The increased noise is influencing Genzyme's strategy. Its sales reps used to get into nitty-gritty details about two kinds of calcification—intimal, which is associated with cholesterol, and medial, which occurs on the outer layer of the arteries. But the company is now moving away from that highly detailed approach, Butler says: "The difference between intimal and medial calcification is important for key opinion leaders, but for the average practicing nephrologist, you don't want to go down that path at all."

"In a more complicated market, we need to tell a simpler story," Butler declares. So Genzyme's marketing message now turns around the fact that Renagel is not absorbed and therefore is more effective. Competing binders, whether metals like aluminum or lanthanum, or calcium, are absorbed, he explains, and data shows that there are—or historically have been—consequences to that. The simpler message Genzyme emphasizes now is, ‘It's all about accumulation.'

Expanding the Market

For all the maneuvering and messaging, Genzyme and Nabi are still neck-and-neck in the nephrology marketplace, but Butler says he's not concerned that the fight is as close as it is. "We're on target. It takes time to get a message heard, and it takes more than one visit with a rep to change the way a physician prescribes," he declares.

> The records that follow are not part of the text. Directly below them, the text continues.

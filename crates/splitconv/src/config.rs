//! Explicit convolution configuration.
//!
//! Every knob the convolution primitive understands is a named field with a default, so a
//! layer's settings can be written down in JSON and validated before anything touches the
//! device.

use anyhow::{ensure, Result};
use serde::{Deserialize, Serialize};

use crate::backend::Arch;
use crate::split::SplitFactors;
use crate::tensor::DType;

/// Fused activation applied to a convolution's output.
#[derive(Debug, Clone, Copy, PartialEq, Eq, Hash, Serialize, Deserialize)]
#[serde(rename_all = "lowercase")]
pub enum Activation {
    Relu,
    Silu,
}

impl Activation {
    pub fn apply(self, x: f32) -> f32 {
        match self {
            Activation::Relu => x.max(0.0),
            Activation::Silu => x / (1.0 + (-x).exp()),
        }
    }
}

/// Number of passes the math engine spends per multiply.
#[derive(Debug, Clone, Copy, PartialEq, Eq, Hash, Serialize, Deserialize)]
pub enum MathFidelity {
    LoFi,
    HiFi2,
    HiFi3,
    HiFi4,
}

/// Output/weight precision and fused activation of a convolution.
#[derive(Debug, Clone, Copy, PartialEq, Eq, Serialize, Deserialize)]
#[serde(default)]
pub struct Conv2dConfig {
    pub dtype: DType,
    pub weights_dtype: DType,
    pub activation: Option<Activation>,
}

impl Default for Conv2dConfig {
    fn default() -> Self {
        Self {
            dtype: DType::BF16,
            weights_dtype: DType::BF16,
            activation: None,
        }
    }
}

/// Numeric-precision and scheduling options for a compute kernel.
#[derive(Debug, Clone, Copy, PartialEq, Eq, Serialize, Deserialize)]
#[serde(default)]
pub struct ComputeKernelConfig {
    pub math_fidelity: MathFidelity,
    pub math_approx_mode: bool,
    pub fp32_dest_acc_en: bool,
    pub packer_l1_acc: bool,
}

impl Default for ComputeKernelConfig {
    fn default() -> Self {
        Self {
            math_fidelity: MathFidelity::LoFi,
            math_approx_mode: true,
            fp32_dest_acc_en: false,
            packer_l1_acc: false,
        }
    }
}

impl ComputeKernelConfig {
    /// Builds a config for `arch`, dropping options the architecture cannot honour.
    pub fn for_arch(
        arch: Arch,
        math_fidelity: MathFidelity,
        math_approx_mode: bool,
        fp32_dest_acc_en: bool,
        packer_l1_acc: bool,
    ) -> Self {
        let fp32 = arch.supports_fp32_dest_acc();
        Self {
            math_fidelity,
            math_approx_mode,
            fp32_dest_acc_en: fp32_dest_acc_en && fp32,
            packer_l1_acc: packer_l1_acc && fp32,
        }
    }
}

fn default_batch_size() -> usize {
    1
}

fn default_kernel_size() -> [usize; 2] {
    [3, 3]
}

fn default_unit_pair() -> [usize; 2] {
    [1, 1]
}

fn default_groups() -> usize {
    1
}

/// Full parameter set of one convolution invocation.
#[derive(Debug, Clone, PartialEq, Serialize, Deserialize)]
pub struct Conv2dParams {
    pub in_channels: usize,
    pub out_channels: usize,
    #[serde(default = "default_batch_size")]
    pub batch_size: usize,
    pub input_height: usize,
    pub input_width: usize,
    #[serde(default = "default_kernel_size")]
    pub kernel_size: [usize; 2],
    #[serde(default = "default_unit_pair")]
    pub stride: [usize; 2],
    #[serde(default = "default_unit_pair")]
    pub padding: [usize; 2],
    #[serde(default = "default_unit_pair")]
    pub dilation: [usize; 2],
    #[serde(default = "default_groups")]
    pub groups: usize,
    #[serde(default)]
    pub conv_config: Conv2dConfig,
    #[serde(default)]
    pub compute_config: ComputeKernelConfig,
}

impl Conv2dParams {
    /// 3x3, stride 1, padding 1 convolution over a single image.
    pub fn new(
        in_channels: usize,
        out_channels: usize,
        input_height: usize,
        input_width: usize,
    ) -> Self {
        Self {
            in_channels,
            out_channels,
            batch_size: default_batch_size(),
            input_height,
            input_width,
            kernel_size: default_kernel_size(),
            stride: default_unit_pair(),
            padding: default_unit_pair(),
            dilation: default_unit_pair(),
            groups: default_groups(),
            conv_config: Conv2dConfig::default(),
            compute_config: ComputeKernelConfig::default(),
        }
    }

    pub fn with_batch_size(mut self, batch_size: usize) -> Self {
        self.batch_size = batch_size;
        self
    }

    /// Square kernel of side `kernel_size`.
    pub fn with_kernel_size(mut self, kernel_size: usize) -> Self {
        self.kernel_size = [kernel_size, kernel_size];
        self
    }

    /// Symmetric padding of `padding` on every spatial edge.
    pub fn with_padding(mut self, padding: usize) -> Self {
        self.padding = [padding, padding];
        self
    }

    pub fn with_conv_config(mut self, conv_config: Conv2dConfig) -> Self {
        self.conv_config = conv_config;
        self
    }

    pub fn with_compute_config(mut self, compute_config: ComputeKernelConfig) -> Self {
        self.compute_config = compute_config;
        self
    }

    /// Expected NHWC input dims.
    pub fn input_dims(&self) -> [usize; 4] {
        [
            self.batch_size,
            self.input_height,
            self.input_width,
            self.in_channels,
        ]
    }

    /// Spatial output size `(out_h, out_w)`.
    pub fn output_hw(&self) -> Result<(usize, usize)> {
        let out_h = conv2d_out_dim(
            self.input_height,
            self.kernel_size[0],
            self.stride[0],
            self.dilation[0],
            self.padding[0],
        )?;
        let out_w = conv2d_out_dim(
            self.input_width,
            self.kernel_size[1],
            self.stride[1],
            self.dilation[1],
            self.padding[1],
        )?;
        Ok((out_h, out_w))
    }

    /// Expected NHWC output dims.
    pub fn output_dims(&self) -> Result<[usize; 4]> {
        let (out_h, out_w) = self.output_hw()?;
        Ok([self.batch_size, out_h, out_w, self.out_channels])
    }

    /// Parameters of a single slice convolution.
    ///
    /// Channel counts shrink by the split factors. Slices only cover dense unit-stride
    /// windows, so any other stride, dilation or group count is an error.
    pub fn for_slice(&self, factors: SplitFactors) -> Result<Conv2dParams> {
        ensure!(
            self.stride == [1, 1],
            "split convolution runs with stride [1, 1], got {:?}",
            self.stride
        );
        ensure!(
            self.dilation == [1, 1],
            "split convolution runs with dilation [1, 1], got {:?}",
            self.dilation
        );
        ensure!(
            self.groups == 1,
            "split convolution runs with groups 1, got {}",
            self.groups
        );
        let (in_channels, out_channels) =
            factors.slice_channels(self.in_channels, self.out_channels)?;
        Ok(Conv2dParams {
            in_channels,
            out_channels,
            ..self.clone()
        })
    }

    /// Checks internal consistency of the parameters.
    pub fn validate(&self) -> Result<()> {
        ensure!(
            self.in_channels > 0 && self.out_channels > 0,
            "conv2d channel counts must be > 0 (got in={}, out={})",
            self.in_channels,
            self.out_channels
        );
        ensure!(self.batch_size > 0, "conv2d batch size must be > 0");
        ensure!(self.groups > 0, "conv2d groups must be > 0");
        ensure!(
            self.in_channels % self.groups == 0 && self.out_channels % self.groups == 0,
            "conv2d channels ({}, {}) must be divisible by groups {}",
            self.in_channels,
            self.out_channels,
            self.groups
        );
        self.output_hw()?;
        Ok(())
    }
}

fn conv2d_out_dim(
    input: usize,
    window: usize,
    stride: usize,
    dilation: usize,
    pad: usize,
) -> Result<usize> {
    ensure!(window > 0, "conv2d window must be > 0");
    ensure!(stride > 0, "conv2d stride must be > 0");
    ensure!(dilation > 0, "conv2d dilation must be > 0");
    let effective = (window - 1)
        .checked_mul(dilation)
        .and_then(|v| v.checked_add(1))
        .ok_or_else(|| anyhow::anyhow!("conv2d effective window overflow"))?;
    let padded = pad
        .checked_mul(2)
        .and_then(|p| input.checked_add(p))
        .ok_or_else(|| anyhow::anyhow!("conv2d padded dimension overflow"))?;
    ensure!(
        padded >= effective,
        "conv2d window ({}) exceeds padded input ({})",
        effective,
        padded
    );
    Ok((padded - effective) / stride + 1)
}

/// Settings of one split-convolution layer.
#[derive(Debug, Clone, PartialEq, Serialize, Deserialize)]
pub struct SplitConvConfig {
    #[serde(default)]
    pub factors: SplitFactors,
    pub params: Conv2dParams,
    /// Keep the device-resident weights the first forward pass produces.
    #[serde(default)]
    pub cache_weights: bool,
}

impl SplitConvConfig {
    pub fn new(params: Conv2dParams, factors: SplitFactors) -> Self {
        Self {
            factors,
            params,
            cache_weights: false,
        }
    }

    pub fn with_cache_weights(mut self, cache_weights: bool) -> Self {
        self.cache_weights = cache_weights;
        self
    }

    pub fn from_json_str(src: &str) -> serde_json::Result<Self> {
        serde_json::from_str(src)
    }

    pub fn to_json_string(&self) -> serde_json::Result<String> {
        serde_json::to_string_pretty(self)
    }
}

#[cfg(test)]
mod tests {
    use super::*;

    #[test]
    fn defaults_match_reference_layer_settings() {
        let conv = Conv2dConfig::default();
        assert_eq!(conv.dtype, DType::BF16);
        assert_eq!(conv.weights_dtype, DType::BF16);
        assert_eq!(conv.activation, None);

        let compute = ComputeKernelConfig::default();
        assert_eq!(compute.math_fidelity, MathFidelity::LoFi);
        assert!(compute.math_approx_mode);
        assert!(!compute.fp32_dest_acc_en);
        assert!(!compute.packer_l1_acc);
    }

    #[test]
    fn grayskull_drops_fp32_accumulation() {
        let gs =
            ComputeKernelConfig::for_arch(Arch::Grayskull, MathFidelity::HiFi4, false, true, true);
        assert!(!gs.fp32_dest_acc_en);
        assert!(!gs.packer_l1_acc);

        let wh =
            ComputeKernelConfig::for_arch(Arch::WormholeB0, MathFidelity::HiFi4, false, true, true);
        assert!(wh.fp32_dest_acc_en);
        assert!(wh.packer_l1_acc);
    }

    #[test]
    fn output_dims_keep_spatial_size_for_same_padding() {
        let params = Conv2dParams::new(8, 16, 16, 12).with_batch_size(2);
        assert_eq!(params.output_dims().unwrap(), [2, 16, 12, 16]);
    }

    #[test]
    fn oversized_kernel_is_rejected() {
        let params = Conv2dParams::new(4, 4, 2, 2)
            .with_kernel_size(5)
            .with_padding(0);
        assert!(params.validate().is_err());
    }

    #[test]
    fn huge_padding_is_an_error_not_a_panic() {
        let mut params = Conv2dParams::new(4, 4, 2, 2);
        params.padding = [usize::MAX / 2 + 1, 1];
        assert!(params.validate().is_err());

        let json = format!(
            r#"{{ "params": {{ "in_channels": 4, "out_channels": 4, "input_height": 2,
                "input_width": 2, "padding": [{}, 1] }} }}"#,
            usize::MAX / 2 + 1
        );
        let cfg = SplitConvConfig::from_json_str(&json).unwrap();
        assert!(cfg.params.validate().is_err());
    }

    #[test]
    fn slice_params_divide_channels() {
        let params = Conv2dParams::new(8, 12, 4, 4);
        let slice = params.for_slice(SplitFactors::new(2, 3)).unwrap();
        assert_eq!(slice.in_channels, 4);
        assert_eq!(slice.out_channels, 4);
        assert_eq!(slice.kernel_size, params.kernel_size);
        assert_eq!(slice.padding, params.padding);
    }

    #[test]
    fn slice_params_reject_non_dense_windows() {
        let factors = SplitFactors::new(2, 2);

        let mut strided = Conv2dParams::new(8, 8, 4, 4);
        strided.stride = [2, 2];
        assert!(strided.validate().is_ok());
        assert!(strided.for_slice(factors).is_err());

        let mut dilated = Conv2dParams::new(8, 8, 8, 8);
        dilated.dilation = [1, 2];
        assert!(dilated.for_slice(factors).is_err());

        let mut grouped = Conv2dParams::new(8, 8, 4, 4);
        grouped.groups = 2;
        assert!(grouped.validate().is_ok());
        assert!(grouped.for_slice(factors).is_err());
    }

    #[test]
    fn json_fills_in_defaults() {
        let cfg = SplitConvConfig::from_json_str(
            r#"{
                "factors": { "input": 2, "output": 4 },
                "params": { "in_channels": 512, "out_channels": 512, "input_height": 64, "input_width": 64 },
                "cache_weights": true
            }"#,
        )
        .unwrap();
        assert_eq!(cfg.factors, SplitFactors::new(2, 4));
        assert!(cfg.cache_weights);
        assert_eq!(cfg.params.kernel_size, [3, 3]);
        assert_eq!(cfg.params.padding, [1, 1]);
        assert_eq!(cfg.params.batch_size, 1);
        assert_eq!(cfg.params.conv_config, Conv2dConfig::default());

        let reparsed = SplitConvConfig::from_json_str(&cfg.to_json_string().unwrap()).unwrap();
        assert_eq!(reparsed, cfg);
    }

    #[test]
    fn json_accepts_explicit_activation_and_dtype() {
        let cfg: Conv2dConfig =
            serde_json::from_str(r#"{ "dtype": "f32", "activation": "relu" }"#).unwrap();
        assert_eq!(cfg.dtype, DType::F32);
        assert_eq!(cfg.weights_dtype, DType::BF16);
        assert_eq!(cfg.activation, Some(Activation::Relu));
    }
}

The complex tit-for-tatting is only going to get worse once Shire hits the market, predicts SG Cowen's Nadeau. He says that when Cowen talks to physicians in the nephrology space, they cite two factors as key determinants for any company's success in the marketplace: "The relative pricing of these products will be important, since Nabi is using an economic argument, and it sounds like Shire will too," Nadeau explains. Secondly, he says that nephrologists are awaiting the results of Genzyme's DCOR study of cardiovascular morbidity and mortality.

"If DCOR does show that Renagel has a positive effect on morbidity and mortality, then…game over," says Mark Skaletsky, "because what dialysis patient would not want to take Renagel if it extends life? If this study turns out positive for Genzyme, then the economic issue will go away."

DCOR could provide hard data that could help Renagel, Nadeau agrees, but until the results of that study are revealed in mid-2005, Genzyme and Nabi will have to keep duking it out in the marketplace with the messages they've already formulated and the data they've already gathered. "It seems the arguments of both groups have found their supporters in the physician community," he points out, adding, "As far as knowing which one is really right, it's hard for us to say. At the moment, we don't see any new data that would change physicians' minds."

Beyond battling for share in the current market of dialysis patients, it's clear that the makers of phosphate binders are all dreaming about seeing their products used earlier, in pre-dialysis patients, who number in the millions. Ditto for the marketers of treatments related to parathyroid hormone. But industry observers like Mark Skaletsky note, "That's not an easy set of trials to do for phosphate binders—they'll need large numbers of patients to get to the right statistics, and it's not obvious what the endpoint is."

The huge potential for growth in the nephrology market is obviously rousing to companies with products capable of competing there. But there's a larger lesson in this cantankerous tale of specialty marketing. The fight between Nabi and Genzyme spotlights the growing importance of cost-benefit arguments in and amongst purely scientific ones.